● Assigned task
Word for word, restate the lines from the start of the data below through the line containing "pub struct GameField".

● Dataset records
use rand::{Rng, seq::index};

use crate::{
    ApplyMoveError, GameOverError, PieceCollisionError,
    core::{
        board::{Board, Cell},
        piece::{Piece, Shape},
    },
};

use super::{
    game_stats::GameStats,
    piece_selector::{PieceSelector, PieceSequence},
};

/// State of a single game: the board, the falling piece, the preview shape and the
/// running statistics.
#[derive(Debug)]
pub struct GameField {
    board: Board,
    falling_piece: Piece,
    sequence: PieceSequence,
    stats: GameStats,
    game_over: bool,
}

impl GameField {
    /// Creates an empty `width`×`height` board and spawns the first piece.
    #[must_use]
    pub fn new(width: usize, height: usize, selector: Box<dyn PieceSelector>) -> Self {
        let board = Board::new(width, height);
        let sequence = PieceSequence::new(selector, &board);
        let falling_piece = Piece::spawn(&board, sequence.current());
        let game_over = !board.can_place(falling_piece);
        Self {
            board,
            falling_piece,
            sequence,
            stats: GameStats::new(),
            game_over,
        }
    }

    #[must_use]
    pub fn board(&self) -> &Board {
        &self.board
    }

    #[must_use]
    pub fn falling_piece(&self) -> Piece {
        self.falling_piece
    }

    #[must_use]
    pub fn preview_shape(&self) -> Shape {
        self.sequence.preview()
    }

    #[must_use]
    pub fn stats(&self) -> &GameStats {
        &self.stats
    }

    #[must_use]
    pub fn is_game_over(&self) -> bool {
        self.game_over
    }

    pub fn set_falling_piece(&mut self, piece: Piece) -> Result<(), PieceCollisionError> {
        if self.game_over || !self.board.can_place(piece) {
            return Err(PieceCollisionError);
        }
        self.falling_piece = piece;
        Ok(())
    }

    pub fn rotate_clockwise(&mut self) -> Result<(), PieceCollisionError> {
        self.set_falling_piece(self.falling_piece.rotated_clockwise())
    }

    pub fn rotate_counter_clockwise(&mut self) -> Result<(), PieceCollisionError> {
        self.set_falling_piece(self.falling_piece.rotated_counter_clockwise())
    }

    /// Moves the falling piece `dx` columns, one column at a time.
    ///
    /// Stops at the first blocked column; the piece keeps the last free position.
    pub fn shift(&mut self, dx: i32) -> Result<(), PieceCollisionError> {
        let step = dx.signum();
        for _ in 0..dx.abs() {
            self.set_falling_piece(self.falling_piece.shifted(step, 0))?;
        }
        Ok(())
    }

    pub fn soft_drop(&mut self) -> Result<(), PieceCollisionError> {
        self.set_falling_piece(self.falling_piece.down())
    }

    /// Drops the falling piece, locks it, clears full rows and spawns the next piece.
    ///
    /// Returns the number of cleared lines, or [`GameOverError`] when the next piece
    /// does not fit at its spawn position.
    pub fn hard_drop(&mut self) -> Result<usize, GameOverError> {
        if self.game_over {
            return Err(GameOverError);
        }
        let landed = self.board.simulate_drop_position(self.falling_piece);
        self.board.place(landed);
        let cleared_lines = self.board.clear_lines();
        self.stats.complete_piece_drop(cleared_lines);
        self.spawn_next()?;
        Ok(cleared_lines)
    }

    /// Applies an AI move to the freshly spawned piece.
    ///
    /// The piece is turned clockwise `rotation_delta` times in place, shifted
    /// `translation_delta` columns, then hard dropped.
    pub fn apply_move(
        &mut self,
        rotation_delta: u8,
        translation_delta: i32,
    ) -> Result<usize, ApplyMoveError> {
        let rotated = (0..rotation_delta).fold(self.falling_piece, |piece, _| {
            piece.rotated_clockwise()
        });
        self.set_falling_piece(rotated)
            .map_err(ApplyMoveError::Collision)?;
        self.shift(translation_delta)
            .map_err(ApplyMoveError::Collision)?;
        self.hard_drop().map_err(ApplyMoveError::GameOver)
    }

    /// Pushes a junk row with random gaps in from the bottom.
    ///
    /// A falling piece that already rests on the stack is locked first so the stack
    /// does not rise into it. The row has between 1 and `width - 1` empty cells. If the
    /// falling piece overlaps the raised stack afterwards, the game is over.
    pub fn add_junk_row<R>(&mut self, rng: &mut R) -> Result<(), GameOverError>
    where
        R: Rng + ?Sized,
    {
        if self.game_over {
            return Err(GameOverError);
        }
        if self.board.is_resting(self.falling_piece) {
            self.hard_drop()?;
        }

        let width = self.board.width();
        let holes = rng.random_range(1..width.max(2));
        let mut row = vec![Cell::Junk; width];
        for x in index::sample(rng, width, holes.min(width)) {
            row[x] = Cell::Empty;
        }
        self.board.insert_row(0, &row).map_err(|_| GameOverError)?;

        if !self.board.can_place(self.falling_piece) {
            self.game_over = true;
            return Err(GameOverError);
        }
        Ok(())
    }

    fn spawn_next(&mut self) -> Result<(), GameOverError> {
        let shape = self.sequence.advance(&self.board);
        self.falling_piece = Piece::spawn(&self.board, shape);
        if !self.board.can_place(self.falling_piece) {
            self.game_over = true;
            return Err(GameOverError);
        }
        Ok(())
    }
}

#[cfg(test)]
mod tests {
    use rand::SeedableRng as _;
    use rand_pcg::Pcg32;

    use super::*;
    use crate::{PieceSeed, Position, ShuffleBagSelector};

    /// Hands out the given shapes in a loop.
    #[derive(Debug)]
    struct FixedSelector(Vec<Shape>, usize);

    impl PieceSelector for FixedSelector {
        fn next_shape(&mut self, _board: &Board) -> Shape {
            let shape = self.0[self.1 % self.0.len()];
            self.1 += 1;
            shape
        }
    }

    fn field_with(width: usize, height: usize, shapes: &[Shape]) -> GameField {
        GameField::new(width, height, Box::new(FixedSelector(shapes.to_vec(), 0)))
    }

    #[test]
    fn test_new_field_spawns_first_piece() {
        let field = field_with(10, 20, &[Shape::T, Shape::O]);
        assert_eq!(field.falling_piece().shape(), Shape::T);
        assert_eq!(field.preview_shape(), Shape::O);
        assert!(!field.is_game_over());
        let spawn = Piece::spawn(field.board(), Shape::T);
        assert_eq!(field.falling_piece(), spawn);
    }

    #[test]
    fn test_shift_stops_at_wall() {
        let mut field = field_with(10, 20, &[Shape::O]);
        assert!(field.shift(-4).is_ok());
        assert_eq!(field.falling_piece().position(), Position::new(0, 18));
        assert!(field.shift(-1).is_err());
        assert_eq!(field.falling_piece().position(), Position::new(0, 18));
    }

    #[test]
    fn test_hard_drop_clears_line_and_spawns_preview() {
        let mut field = field_with(4, 6, &[Shape::I, Shape::O]);
        // horizontal I fills the whole bottom row of a 4-wide board
        let cleared = field.hard_drop().unwrap();
        assert_eq!(cleared, 1);
        assert_eq!(field.board(), &Board::new(4, 6));
        assert_eq!(field.falling_piece().shape(), Shape::O);
        assert_eq!(field.preview_shape(), Shape::I);
        assert_eq!(field.stats().total_cleared_lines(), 1);
        assert_eq!(field.stats().score(), 40);
        assert_eq!(field.stats().completed_pieces(), 1);
    }

    #[test]
    fn test_apply_move_rotates_then_shifts() {
        let mut field = field_with(10, 20, &[Shape::I]);
        field.apply_move(1, 3).unwrap();
        let mut heights = vec![0; 10];
        heights[7] = 4;
        assert_eq!(field.board().column_heights(), heights);
    }

    #[test]
    fn test_apply_move_reports_collision() {
        let mut field = field_with(10, 20, &[Shape::O]);
        let err = field.apply_move(0, -6).unwrap_err();
        assert!(err.is_collision());
        assert_eq!(field.stats().completed_pieces(), 0);
    }

    #[test]
    fn test_game_over_when_stack_reaches_spawn() {
        let mut field = field_with(4, 3, &[Shape::O]);
        let mut result = Ok(0);
        for _ in 0..4 {
            result = field.hard_drop();
            if result.is_err() {
                break;
            }
        }
        assert!(result.is_err());
        assert!(field.is_game_over());
        assert!(field.hard_drop().is_err());
        assert!(field.rotate_clockwise().is_err());
    }

    #[test]
    fn test_add_junk_row_raises_stack() {
        let mut field = GameField::new(
            10,
            20,
            Box::new(ShuffleBagSelector::with_seed(PieceSeed::from_bytes([7; 16]))),
        );
        let mut rng = Pcg32::seed_from_u64(42);
        for _ in 0..3 {
            field.add_junk_row(&mut rng).unwrap();
        }
        for y in 0..3 {
            let row = field.board().row(y);
            let holes = row.iter().filter(|c| c.is_empty()).count();
            assert!((1..10).contains(&holes), "row {y} has {holes} holes");
            assert!(row.iter().all(|c| matches!(c, Cell::Empty | Cell::Junk)));
        }
        assert!(field.board().row(3).iter().all(|c| c.is_empty()));
    }

    #[test]
    fn test_add_junk_row_locks_resting_piece() {
        let mut field = field_with(4, 6, &[Shape::O, Shape::T]);
        while field.soft_drop().is_ok() {}
        let mut rng = Pcg32::seed_from_u64(1);
        field.add_junk_row(&mut rng).unwrap();
        assert_eq!(field.stats().completed_pieces(), 1);
        assert_eq!(field.falling_piece().shape(), Shape::T);
        // the locked O now sits on top of the junk row
        assert_eq!(field.board().cell(1, 1), Cell::Piece(Shape::O));
        assert_eq!(field.board().cell(1, 2), Cell::Piece(Shape::O));
    }
}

● Answer for the task
use rand::{Rng, seq::index};

use crate::{
    ApplyMoveError, GameOverError, PieceCollisionError,
    core::{
        board::{Board, Cell},
        piece::{Piece, Shape},
    },
};

use super::{
    game_stats::GameStats,
    piece_selector::{PieceSelector, PieceSequence},
};

/// State of a single game: the board, the falling piece, the preview shape and the
/// running statistics.
#[derive(Debug)]
pub struct GameField {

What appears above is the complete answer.